Aundrea Wilcox Beating the Odds Other PromoAundrea Y. Wilcox is a professional business consultant and the author of the bookStartup Savvy: Strategies for Optimizing Small Business Survival and Success.  To connect with Aundrea, follow her on Twitter @StartupSavvy, and “Like” her Facebook Author Page, StartupSavvy.  Visit for more insights and tips about small business ownership and management.


  • Sarah Kinsler says:

    Great Post! I agree 100%. Everyday is an opportunity to help others. Looking forward to Part 2!

  • Very interesting post. While I can definitely see the mutual benefit and value in helping your immediate neighbor, it’s also difficult to judge the pizza shops actions harshly based on the information presented, alone. Perhaps they are more aligned with the values and mission of the salon across town or they have an established relationship with them that we don’t know about. Good food for thought, at any rate. I’m looking forward to part 2.

    • maryellen says:

      Look forward to hearing Aundrea’s insights on that Tiffany.

      • Tiffany, that is certainly one way of looking at it, but I wonder how the pizza shop would react if the nail salon started promoting another pizzeria in the area. And keep in mind, this “pizza shop” that I’m referring to is a large chain. It’s just not good business and could easily be perceived as bullying. Perhaps you’re right. They may have a special relationship. But just because it’s not wrong doesn’t make it right. Thanks for your great remarks on this!

        • maryellen says:

          Glad to have both of your input on this. Thanks again for guest blogging Aundrea! I actually mentioned you and your book, StartUpSavvy, during my presentation in Atlanta!

    • Donna Gunter says:

      I have to agree with Tiffany. You can’t always choose your neighbors. It would be interesting to hear the “other” side of the story.

      • maryellen says:

        Well Donna there certainly are two sides to every story. I certainly enjoyed hearing Aundrea’s “take.”

  • Sue Painter says:

    It’s amazing how the smallest things can make a huge statement about a business.

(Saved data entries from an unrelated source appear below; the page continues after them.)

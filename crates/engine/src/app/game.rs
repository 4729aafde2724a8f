use std::path::PathBuf;

use thiserror::Error;

use super::input::KeyEvent;

/// Handle to a sprite sheet loaded through an [`AssetProvider`].
#[derive(Debug, Clone, Copy, PartialEq, Eq, Hash)]
pub struct TextureId(pub(crate) usize);

impl TextureId {
    pub const fn new(index: usize) -> Self {
        Self(index)
    }
}

/// Rectangular sub-region of a sprite sheet, in sheet pixels.
#[derive(Debug, Clone, Copy, PartialEq, Eq)]
pub struct ClipRect {
    pub x: u32,
    pub y: u32,
    pub w: u32,
    pub h: u32,
}

impl ClipRect {
    pub const fn new(x: u32, y: u32, w: u32, h: u32) -> Self {
        Self { x, y, w, h }
    }
}

#[derive(Debug, Error)]
pub enum AssetError {
    #[error("failed to open image {path}: {source}")]
    Open {
        path: PathBuf,
        #[source]
        source: std::io::Error,
    },
    #[error("failed to decode image {path}: {source}")]
    Decode {
        path: PathBuf,
        #[source]
        source: image::ImageError,
    },
}

/// Loads named image assets and answers size queries. Loading is eager; a
/// failed load aborts startup.
pub trait AssetProvider {
    fn load_texture(&mut self, file_name: &str) -> Result<TextureId, AssetError>;
    fn texture_size(&self, id: TextureId) -> Option<(u32, u32)>;
}

/// Receives the draw calls for one frame. Destinations are integer pixels on
/// the fixed logical surface; draws that fall partially or fully outside the
/// surface are clipped.
pub trait RenderTarget {
    fn clear(&mut self);
    /// Draw `clip` of `texture` at (`x`, `y`). A `None` clip draws the whole
    /// texture.
    fn draw(&mut self, texture: TextureId, clip: Option<ClipRect>, x: i32, y: i32);
}

/// One game, driven synchronously by the frame loop: load assets once, then
/// per frame receive input events, advance one tick, and emit draw calls.
pub trait Game {
    fn load(&mut self, assets: &mut dyn AssetProvider) -> Result<(), AssetError>;
    fn handle_key(&mut self, event: KeyEvent);
    fn handle_close_requested(&mut self);
    fn tick(&mut self);
    fn render(&self, target: &mut dyn RenderTarget);
    fn quit_requested(&self) -> bool;
}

The sad thing is, businesses don’t have a clue.

    • maryellen says:

      Sue, helping one another out in the world we live in is imperative to everyone’s success. “A rising tide lifts all boats.”

  • I LOVE this post! Too often people forget that they didn’t do “it” alone … everyone needs help at some point, and everyone deserves the support of heir neighbors. If I were that nail salon, I’d be very upset. And frankly, it’s not smart for the pizza place to be sending people to another shopping center … if the nail salon got busier, I’ll bet pizza orders would increase too!

    • maryellen says:

      Jennifer, it appears you subscribe to the “rising tide lifts all boats” model. I think you are right that the neighbors could definitely help one another.

  • Bill Painter says:

    Unless they have a personal relationship (relative or close friend) this doesn’t make sense. I wonder how the Pizza place quouild feel if the nail salon handed out coupons for a competitor in an center.

    I wish I could hear the rest of the story i.e what was going on in the Pizza shop’s mind.